Reputation: 63
I have a CICD server which builds Docker images and pushes them to an image repo. All it really does is docker build && docker push
, it doesn’t run any of the workloads of those images, and as such it’s a small-ish cloud instance.
I’d like to use it to build an image where it installs a package by way of RUN yum install -y somepackage.rpm
, but the package I’m installing does a cpu and memory check and it refuses to install when less than X cpu cores and Y gigs of memory are present, and my CICD server doesn’t meet those thresholds. It makes sense that I’ll need to meet those thresholds when I actually run this image/workload on another server, but I’d like to work around that limit when all I’m doing is building the image.

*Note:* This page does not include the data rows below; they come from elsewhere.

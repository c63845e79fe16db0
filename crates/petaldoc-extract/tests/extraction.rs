#![allow(clippy::expect_used, clippy::unwrap_used, reason = "Fine in tests")]
use std::fs;

use petaldoc_extract::{
  DefinitionExtractor,
  ExampleExtractor,
  ExtractError,
  ExtractLimits,
  extract_definitions_from_dir,
  extract_examples_from_dir,
};
use tempfile::TempDir;

const BUTTON_SOURCE: &str = r#"
namespace Flowery.Controls
{
    /// <summary>
    /// A button styled after DaisyUI.
    /// </summary>
    public class DaisyButton : Button
    {
        /// <summary>Visual variant.</summary>
        public static readonly StyledProperty<DaisyButtonVariant> VariantProperty =
            AvaloniaProperty.Register<DaisyButton, DaisyButtonVariant>(
                nameof(Variant),
                DaisyButtonVariant.Default);
    }

    public enum DaisyButtonVariant
    {
        Default,
        Primary,
        Secondary
    }
}
"#;

fn definition_extractor() -> DefinitionExtractor {
  DefinitionExtractor::new("Daisy", ExtractLimits::default())
}

#[test]
fn definitions_walk_filters_and_counts() {
  let temp_dir = TempDir::new().expect("Failed to create temp dir");
  let root = temp_dir.path();
  let nested = root.join("Buttons");
  fs::create_dir_all(&nested).expect("Failed to create nested directory");

  fs::write(nested.join("DaisyButton.cs"), BUTTON_SOURCE).unwrap();
  // Not a control: wrong prefix, converter and non-source extension.
  fs::write(root.join("Helpers.cs"), "public class Helpers {}").unwrap();
  fs::write(
    root.join("DaisyColorConverter.cs"),
    "public class DaisyColorConverter {}",
  )
  .unwrap();
  fs::write(root.join("DaisyNotes.txt"), "public class DaisyNotes {}").unwrap();
  // Matches the filter but holds no usable declaration.
  fs::write(root.join("DaisyEmpty.cs"), "// nothing to see").unwrap();
  // Invalid UTF-8 counts as a read failure.
  fs::write(root.join("DaisyBroken.cs"), [0xff, 0xfe, 0x00]).unwrap();

  let out = extract_definitions_from_dir(&definition_extractor(), root)
    .expect("walk should succeed");

  assert_eq!(out.items.len(), 1);
  let button = &out.items[0].definition;
  assert_eq!(button.name, "DaisyButton");
  assert_eq!(button.base_name, "Button");
  assert_eq!(button.summary, "A button styled after DaisyUI.");
  assert_eq!(button.properties[0].name, "Variant");
  assert_eq!(button.properties[0].default_value, "Default");
  assert_eq!(button.enums[0].values, vec![
    "Default",
    "Primary",
    "Secondary"
  ]);

  assert_eq!(out.parse_misses, 1);
  assert_eq!(out.read_failures, 1);
}

#[test]
fn missing_definitions_dir_is_an_error() {
  let temp_dir = TempDir::new().expect("Failed to create temp dir");
  let missing = temp_dir.path().join("nope");
  let err = extract_definitions_from_dir(&definition_extractor(), &missing)
    .expect_err("missing dir must fail");
  assert!(matches!(err, ExtractError::Walk { .. }));
}

#[test]
fn examples_walk_is_sorted_and_shallow() {
  let temp_dir = TempDir::new().expect("Failed to create temp dir");
  let root = temp_dir.path();

  fs::write(
    root.join("ZetaExamples.axaml"),
    r#"<local:SectionHeader Title="Zeta"/><controls:DaisyZeta/>"#,
  )
  .unwrap();
  fs::write(
    root.join("AlphaExamples.axaml"),
    r#"<local:SectionHeader Title="Alpha"/><controls:DaisyAlpha/>"#,
  )
  .unwrap();
  fs::write(root.join("EmptyExamples.axaml"), "<StackPanel/>").unwrap();
  fs::write(
    root.join("Other.axaml"),
    r#"<local:SectionHeader Title="Other"/><controls:DaisyOther/>"#,
  )
  .unwrap();
  let sub = root.join("sub");
  fs::create_dir_all(&sub).unwrap();
  fs::write(
    sub.join("DeepExamples.axaml"),
    r#"<local:SectionHeader Title="Deep"/><controls:DaisyDeep/>"#,
  )
  .unwrap();

  let extractor = ExampleExtractor::new("Daisy", ExtractLimits::default());
  let out = extract_examples_from_dir(&extractor, root).unwrap();

  let ids: Vec<_> = out.items.iter().map(|s| s.section_id.as_str()).collect();
  assert_eq!(ids, vec!["alpha", "zeta"]);
  assert_eq!(out.parse_misses, 1);
  assert_eq!(out.read_failures, 0);
}
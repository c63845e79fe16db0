use std::collections::BTreeMap;

/// Content page rendered into the viewer frame.
pub const PAGE_TEMPLATE: &str = include_str!("../templates/page.html");
/// Outer shell with the sidebar and viewer frame.
pub const SHELL_TEMPLATE: &str = include_str!("../templates/shell.html");

pub const STYLE_CSS: &str = include_str!("../templates/style.css");
pub const SHELL_JS: &str = include_str!("../templates/shell.js");
pub const CONTENT_JS: &str = include_str!("../templates/content.js");

/// Every embedded template by file name, in name order.
#[must_use]
pub fn all_templates() -> BTreeMap<&'static str, &'static str> {
  let mut templates = BTreeMap::new();
  templates.insert("page.html", PAGE_TEMPLATE);
  templates.insert("shell.html", SHELL_TEMPLATE);
  templates.insert("style.css", STYLE_CSS);
  templates.insert("shell.js", SHELL_JS);
  templates.insert("content.js", CONTENT_JS);
  templates
}
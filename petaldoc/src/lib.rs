//! petaldoc: documentation generator for DaisyUI-styled Avalonia control
//! libraries.
//!
//! The binary is a thin wrapper over [`pipeline`]; the library exposes the
//! same pieces for integration tests and for `xtask`, which builds shell
//! completions and a man page from [`cli::Cli`].
pub mod cli;
pub mod error;
pub mod pipeline;
pub mod report;
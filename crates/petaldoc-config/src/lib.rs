//! Configuration for petaldoc runs.
//!
//! [`Config`] is read from TOML or JSON, layered across several files and
//! adjusted with `KEY=VALUE` overrides. The built-in [`catalog`] tables
//! describe the Flowery control gallery and serve as defaults.

pub mod catalog;
pub mod config;
pub mod error;
pub mod limits;
pub mod templates;

pub use config::Config;
pub use error::ConfigError;
pub use limits::LimitsConfig;
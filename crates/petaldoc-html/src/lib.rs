//! `petaldoc-html`: assembles the static documentation site.
//!
//! The site is an `index.html` shell with a sidebar and a viewer frame, plus
//! one content page per control, category and guide. Page bodies come from a
//! [`DocSource`]; nothing here runs the extractors.

pub mod error;
pub mod index;
pub mod nav;
pub mod page;
pub mod source;
pub mod template;

use std::{
  fmt::Write as _,
  path::{Path, PathBuf},
};

use color_eyre::eyre::{Context, Result};
use log::{debug, info, warn};
use petaldoc_config::Config;
use petaldoc_docs::{
  CATEGORIES_DIR,
  CONTROLS_DIR,
  Categories,
  CategoryDoc,
  IMAGE_DIR,
  ImageCatalog,
  MASTER_INDEX,
};
use petaldoc_markup::{convert, utils::strip_html_comments_outside_code};
use petaldoc_templates as templates;
use petaldoc_utils::{
  combine_stylesheets,
  copy_images,
  read_override,
  root_prefix,
  write_file,
};

pub use crate::{
  error::SiteError,
  source::{
    DirSource,
    DocResolver,
    DocSource,
    MemorySource,
    Origin,
    ResolvedDoc,
  },
};
use crate::{
  index::{IndexHeader, render_machine_index},
  nav::{Navigation, SidebarInputs, render_sidebar},
  page::prepare_page,
  template::{PageParts, Templates},
};

/// Block linking the plain-text index, placed after the home page's first
/// code block.
const LLM_LINK: &str = "<div class=\"llm-link\">\n  <h2>For AI Assistants</h2>\n  \
                        <p>📄 <a href=\"llms.txt\"><strong>llms.txt</strong></a> \
                        Machine-readable documentation in plain markdown, for \
                        LLMs and AI code assistants.</p>\n</div>\n";

/// What the site is built from.
#[derive(Clone, Copy)]
pub struct SiteInputs<'a> {
  /// Hand-written pages and guides, if any.
  pub curated:       Option<&'a dyn DocSource>,
  /// Pages rendered in this run.
  pub generated:     &'a dyn DocSource,
  pub categories:    &'a Categories,
  pub category_docs: &'a [CategoryDoc],
  pub images:        &'a ImageCatalog,
}

/// Counts of one assembly.
#[derive(Debug, Clone, Copy, Default, PartialEq, Eq)]
pub struct SiteReport {
  pub pages_written: usize,
  pub images_copied: usize,
  /// Documents that could not be read and were left out.
  pub read_failures: usize,
}

/// Writes the site below `config.output_dir`.
pub struct SiteAssembler<'a> {
  config:    &'a Config,
  templates: Templates,
}

impl<'a> SiteAssembler<'a> {
  /// # Errors
  ///
  /// Returns an error if a template override cannot be loaded.
  pub fn new(config: &'a Config) -> Result<Self> {
    let templates =
      Templates::new(config).wrap_err("Failed to load site templates")?;
    Ok(Self { config, templates })
  }

  fn output_dir(&self) -> &Path {
    &self.config.output_dir
  }

  fn write(
    &self,
    relative: &Path,
    contents: &str,
    report: &mut SiteReport,
  ) -> Result<()> {
    let path = self.output_dir().join(relative);
    write_file(&path, contents)
      .wrap_err_with(|| format!("Failed to write {}", path.display()))?;
    report.pages_written += 1;
    Ok(())
  }

  /// Build every page of the site.
  ///
  /// # Errors
  ///
  /// Returns an error on the first page, asset or image that cannot be
  /// written. Unreadable documents are counted in the report instead.
  pub fn assemble(&self, inputs: SiteInputs<'_>) -> Result<SiteReport> {
    let config = self.config;
    let mut report = SiteReport::default();

    let curated = if config.use_generated {
      debug!("Building the site from generated pages only");
      None
    } else {
      inputs.curated
    };
    let resolution = DocResolver::new(
      curated,
      inputs.generated,
      &config.type_prefix,
      &config.helpers,
    )
    .resolve();
    report.read_failures += resolution.read_failures;
    let docs = resolution.docs;
    info!(
      "Assembling site with {} pages into {}",
      docs.len(),
      self.output_dir().display()
    );

    self.write_assets(&mut report)?;

    if let Some(curated_dir) = &config.curated_dir {
      let sources: Vec<PathBuf> =
        vec![curated_dir.clone(), curated_dir.join(IMAGE_DIR)];
      let dest = self.output_dir().join(IMAGE_DIR);
      report.images_copied = copy_images(&sources, &dest).wrap_err_with(|| {
        format!("Failed to copy images to {}", dest.display())
      })?;
    }

    let guides = self.write_guides(inputs.curated, &mut report)?;

    let index = render_machine_index(
      &IndexHeader {
        title:                 &config.title,
        description:           &config.description,
        namespace_declaration: &config.namespace_declaration,
        type_prefix:           &config.type_prefix,
        custom_prefixes:       &config.custom_prefixes,
      },
      &docs,
    );
    self.write(Path::new(MASTER_INDEX), &index, &mut report)?;
    self.write_home(&index, &mut report)?;

    let navigation = Navigation::new(
      &config.type_prefix,
      &docs,
      &inputs.categories.categories,
      inputs.category_docs,
    );
    for doc in &docs {
      self.write_control(doc, &navigation, inputs.images, &mut report)?;
    }

    for category in inputs.category_docs {
      let content = convert(&category.markdown, 1);
      let page = self.templates.render_page(&PageParts {
        title:       &category.name,
        depth:       1,
        breadcrumbs: "<div class=\"breadcrumbs\"><a \
                      href=\"../home.html\">Home</a></div>",
        content:     &content,
        doc_nav:     "",
      })?;
      let relative =
        Path::new(CATEGORIES_DIR).join(format!("{}.html", category.slug));
      self.write(&relative, &page, &mut report)?;
    }

    let sidebar = render_sidebar(&SidebarInputs {
      type_prefix:     &config.type_prefix,
      custom_prefixes: &config.custom_prefixes,
      guides:          &guides,
      categories:      inputs.category_docs,
      docs:            &docs,
    });
    let shell = self.templates.render_shell(config, &sidebar)?;
    self.write(Path::new("index.html"), &shell, &mut report)?;

    info!(
      "Site complete: {} pages, {} images",
      report.pages_written, report.images_copied
    );
    Ok(report)
  }

  /// Stylesheet with custom sheets appended, and the two scripts.
  fn write_assets(&self, report: &mut SiteReport) -> Result<()> {
    let config = self.config;
    let base_css = read_override(
      config.get_template_file("style.css").as_deref(),
      templates::STYLE_CSS,
    )?;
    let css = combine_stylesheets(&base_css, &config.stylesheet_paths)
      .wrap_err("Failed to build the site stylesheet")?;
    self.write(Path::new("style.css"), &css, report)?;

    for (name, embedded) in [
      ("shell.js", templates::SHELL_JS),
      ("content.js", templates::CONTENT_JS),
    ] {
      let script =
        read_override(config.get_template_file(name).as_deref(), embedded)?;
      self.write(Path::new(name), &script, report)?;
    }
    Ok(())
  }

  /// Write configured guides found in the curated source; returns the names
  /// written, in configured order.
  fn write_guides(
    &self,
    curated: Option<&dyn DocSource>,
    report: &mut SiteReport,
  ) -> Result<Vec<String>> {
    let Some(curated) = curated else {
      return Ok(Vec::new());
    };

    let mut written = Vec::new();
    for guide in &self.config.guides {
      if !curated.contains(guide) {
        continue;
      }
      let markdown = match curated.read(guide) {
        Ok(markdown) => markdown,
        Err(e) => {
          warn!("Skipping guide {guide}: {e}");
          report.read_failures += 1;
          continue;
        },
      };

      let content = convert(&strip_html_comments_outside_code(&markdown), 0);
      let page = self.templates.render_page(&PageParts {
        title:       guide,
        depth:       0,
        breadcrumbs: "<div class=\"breadcrumbs\"><a \
                      href=\"home.html\">Home</a></div>",
        content:     &content,
        doc_nav:     "",
      })?;
      self.write(Path::new(&format!("{guide}.html")), &page, report)?;
      written.push(guide.clone());
    }
    debug!("Wrote {} guides", written.len());
    Ok(written)
  }

  fn write_home(&self, index: &str, report: &mut SiteReport) -> Result<()> {
    let mut content = convert(index, 0);
    if let Some(pos) = content.find("</pre>") {
      let at = pos + "</pre>".len();
      content.insert_str(at, &format!("\n{LLM_LINK}"));
    }
    let _ = write!(
      content,
      "\n<hr class=\"footer-separator\">\n<footer class=\"index-footer\">\n  \
       <p>{}</p>\n</footer>\n",
      html_escape::encode_text(&self.config.footer_text)
    );

    let page = self.templates.render_page(&PageParts {
      title:       "Documentation",
      depth:       0,
      breadcrumbs: "",
      content:     &content,
      doc_nav:     "",
    })?;
    self.write(Path::new("home.html"), &page, report)
  }

  fn write_control(
    &self,
    doc: &ResolvedDoc,
    navigation: &Navigation<'_>,
    images: &ImageCatalog,
    report: &mut SiteReport,
  ) -> Result<()> {
    let depth = 1;
    let found = images.find(&doc.name, &self.config.type_prefix);
    let markdown =
      prepare_page(&doc.name, &doc.body, &found, &root_prefix(depth));
    let content = convert(&markdown, depth);

    let page = self.templates.render_page(&PageParts {
      title:       &doc.name,
      depth,
      breadcrumbs: &navigation.breadcrumbs(&doc.name),
      content:     &content,
      doc_nav:     &navigation.doc_nav(&doc.name),
    })?;
    let relative = Path::new(CONTROLS_DIR).join(format!("{}.html", doc.name));
    self.write(&relative, &page, report)
  }
}
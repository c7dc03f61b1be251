//! Field attribute and field-chain logic for 3270
//!
//! A field begins at the cell carrying its attribute byte (written by an
//! SF or SFE order) and runs to the next field attribute, wrapping past
//! the end of the buffer. The chain is kept in an ordered map keyed by
//! start address; the owner of a position is the field whose start is the
//! greatest start at or below it, wrapping to the last field when the
//! position precedes every start. An unformatted screen (no fields) is
//! treated by callers as one implicit default field covering the buffer.

use std::collections::BTreeMap;

use super::codes::*;

/// A single field descriptor
#[derive(Debug, Clone, PartialEq, Eq)]
pub struct Field {
    /// Buffer address of the field attribute byte
    pub address: u16,

    /// Base attribute byte (from SF order or the XA_3270 pair of SFE)
    pub base_attr: u8,

    /// Extended attributes (from SFE or MF orders)
    pub extended: ExtendedAttributes,
}

impl Field {
    /// Create a field with a base attribute only
    pub fn new(address: u16, base_attr: u8) -> Self {
        Self {
            address,
            base_attr,
            extended: ExtendedAttributes::default(),
        }
    }

    /// Create a field carrying extended attributes
    pub fn with_extended(address: u16, base_attr: u8, extended: ExtendedAttributes) -> Self {
        Self {
            address,
            base_attr,
            extended,
        }
    }

    /// Check if field is protected
    pub fn is_protected(&self) -> bool {
        (self.base_attr & ATTR_PROTECTED) != 0
    }

    /// Check if field is numeric-only
    pub fn is_numeric(&self) -> bool {
        (self.base_attr & ATTR_NUMERIC) != 0
    }

    /// Protected + numeric together means auto-skip
    pub fn is_auto_skip(&self) -> bool {
        self.is_protected() && self.is_numeric()
    }

    /// Check if field is hidden (non-display)
    pub fn is_hidden(&self) -> bool {
        (self.base_attr & ATTR_DISPLAY) == DISPLAY_HIDDEN
    }

    /// Check if field is intensified
    pub fn is_intensified(&self) -> bool {
        (self.base_attr & ATTR_DISPLAY) == DISPLAY_INTENSIFIED
    }

    /// Check if Modified Data Tag (MDT) is set
    pub fn is_modified(&self) -> bool {
        (self.base_attr & ATTR_MDT) != 0
    }

    /// Set or clear the Modified Data Tag (MDT)
    pub fn set_modified(&mut self, modified: bool) {
        if modified {
            self.base_attr |= ATTR_MDT;
        } else {
            self.base_attr &= !ATTR_MDT;
        }
    }
}

/// Extended field attributes carried by SFE and MF orders
#[derive(Debug, Clone, PartialEq, Eq, Default)]
pub struct ExtendedAttributes {
    /// Highlighting (normal, blink, reverse, underscore)
    pub highlighting: Option<u8>,

    /// Foreground color
    pub foreground_color: Option<u8>,

    /// Background color
    pub background_color: Option<u8>,

    /// Character set
    pub charset: Option<u8>,

    /// Field validation (mandatory fill, mandatory entry, trigger)
    pub validation: Option<u8>,

    /// Field outlining
    pub outlining: Option<u8>,

    /// Transparency
    pub transparency: Option<u8>,
}

impl ExtendedAttributes {
    pub fn new() -> Self {
        Self::default()
    }

    /// Apply one (type, value) pair from an SFE or MF order.
    /// Returns false for attribute types this implementation does not
    /// track, which the caller skips without failing the record.
    pub fn apply(&mut self, attr_type: u8, value: u8) -> bool {
        match attr_type {
            XA_HIGHLIGHTING => self.highlighting = Some(value),
            XA_FOREGROUND => self.foreground_color = Some(value),
            XA_BACKGROUND => self.background_color = Some(value),
            XA_CHARSET => self.charset = Some(value),
            XA_VALIDATION => self.validation = Some(value),
            XA_OUTLINING => self.outlining = Some(value),
            XA_TRANSPARENCY => self.transparency = Some(value),
            _ => return false,
        }
        true
    }

    /// True when no extended attribute is set
    pub fn is_empty(&self) -> bool {
        *self == Self::default()
    }
}

/// The field chain: every field on the screen, ordered by start address.
///
/// Owner lookup is a predecessor search with wrap-around, so each cell has
/// exactly one owner whenever at least one field exists.
#[derive(Debug, Default)]
pub struct FieldChain {
    fields: BTreeMap<u16, Field>,
}

impl FieldChain {
    pub fn new() -> Self {
        Self::default()
    }

    /// Number of fields on the screen
    pub fn len(&self) -> usize {
        self.fields.len()
    }

    /// True when the screen is unformatted (implicit default field)
    pub fn is_empty(&self) -> bool {
        self.fields.is_empty()
    }

    /// Insert or replace the field starting at `field.address`
    pub fn insert(&mut self, field: Field) {
        self.fields.insert(field.address, field);
    }

    /// Remove the field that starts exactly at `address`, if any.
    /// Used when host data overwrites a field-attribute cell.
    pub fn remove_at(&mut self, address: u16) -> Option<Field> {
        self.fields.remove(&address)
    }

    /// Drop every field (Erase/Write, Clear key)
    pub fn clear(&mut self) {
        self.fields.clear();
    }

    /// The field whose attribute byte sits exactly at `address`
    pub fn field_at(&self, address: u16) -> Option<&Field> {
        self.fields.get(&address)
    }

    /// The field owning `address`: greatest start <= address, wrapping to
    /// the last field when the position precedes every start. None on an
    /// unformatted screen.
    pub fn owner_of(&self, address: u16) -> Option<&Field> {
        self.fields
            .range(..=address)
            .next_back()
            .or_else(|| self.fields.iter().next_back())
            .map(|(_, f)| f)
    }

    /// Mutable owner lookup, same rules as [`owner_of`](Self::owner_of)
    pub fn owner_of_mut(&mut self, address: u16) -> Option<&mut Field> {
        let start = self
            .fields
            .range(..=address)
            .next_back()
            .or_else(|| self.fields.iter().next_back())
            .map(|(&start, _)| start)?;
        self.fields.get_mut(&start)
    }

    /// The next field strictly after `address`, wrapping to the first
    pub fn next_field(&self, address: u16) -> Option<&Field> {
        self.fields
            .range(address + 1..)
            .next()
            .or_else(|| self.fields.iter().next())
            .map(|(_, f)| f)
    }

    /// The next unprotected field strictly after `address`, wrapping once
    pub fn next_unprotected(&self, address: u16) -> Option<&Field> {
        self.fields
            .range(address + 1..)
            .chain(self.fields.range(..=address))
            .map(|(_, f)| f)
            .find(|f| !f.is_protected())
    }

    /// First data address of `field` (one past its attribute byte)
    pub fn first_data_address(&self, field: &Field, buffer_size: usize) -> u16 {
        ((field.address as usize + 1) % buffer_size) as u16
    }

    /// End of the region owned by `field`: the address of the next field
    /// attribute, or the field's own address once wrapped (whole buffer).
    pub fn end_of(&self, field: &Field) -> u16 {
        self.fields
            .range(field.address + 1..)
            .next()
            .or_else(|| self.fields.iter().next())
            .map(|(&start, _)| start)
            .unwrap_or(field.address)
    }

    /// All fields in start-address order
    pub fn iter(&self) -> impl DoubleEndedIterator<Item = &Field> {
        self.fields.values()
    }

    /// Fields with the MDT bit set, in start-address order
    pub fn modified_fields(&self) -> impl Iterator<Item = &Field> {
        self.fields.values().filter(|f| f.is_modified())
    }

    /// Clear MDT on every field
    pub fn reset_mdt(&mut self) {
        for field in self.fields.values_mut() {
            field.set_modified(false);
        }
    }
}
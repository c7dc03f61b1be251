//! tn3270r - a pure-software IBM 3270 emulation core
//!
//! This crate implements the three subsystems at the center of a TN3270
//! terminal emulator: the Telnet/TN3270E negotiator and record framer,
//! the 3270 data-stream parser and writer, and the presentation-space /
//! field model with modified-data tracking. Everything else a full
//! client needs (rendering, scripting, CLI) sits outside and drives the
//! [`session::Session`] API over any reliable byte stream.
//!
//! ```rust,no_run
//! use tn3270r::session::{Session, SessionConfig};
//! use tn3270r::lib3270::AidKey;
//!
//! # async fn run() -> Result<(), Box<dyn std::error::Error>> {
//! let transport = tokio::net::TcpStream::connect("host:23").await?;
//! let mut session = Session::open(transport, SessionConfig::default(), None).await?;
//!
//! session.wait_for_host_record().await?;
//! session.type_string("LOGON APPLID(TSO)").map_err(|e| format!("{e:?}"))?;
//! session.send_key(AidKey::Enter).await?;
//! # Ok(())
//! # }
//! ```

/// EBCDIC code-page conversion (CP037, CP1047, Graphic Escape)
pub mod ebcdic;

/// Structured error types
pub mod error;

/// Operator keystroke processing
pub mod keyboard;

/// LIB3270: the 3270 data-stream engine and screen model
pub mod lib3270;

/// Session façade over an async transport
pub mod session;

/// Telnet framing and Q-method option negotiation
pub mod telnet;

/// TN3270E device/function negotiation and record headers
pub mod tn3270e;

/// Diagnostic trace events and sinks
pub mod trace;

// Re-export the types embedders touch most
pub use error::{TN3270Error, TN3270Result};
pub use session::{Session, SessionConfig};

Is it possible to fake cpu cores and memory inside the build context? Could I somehow expose 8 CPU’s or whatever inside a container when the host only has 2?
Upvotes: 0
Views: 906
Reputation: 11
It depends on how it does the check. Often it will look at 2 things.
free -m
(or -g) and cat /proc/cpuinfo
then it will grep for something, so you fake the output with an echo
and replace mem and proc with the appropriate amount
echo " total used free shared buff/cache available Mem: 32417152 12002948 16547220 48080 3866984 19974332 Swap: 12582908 0 12582908"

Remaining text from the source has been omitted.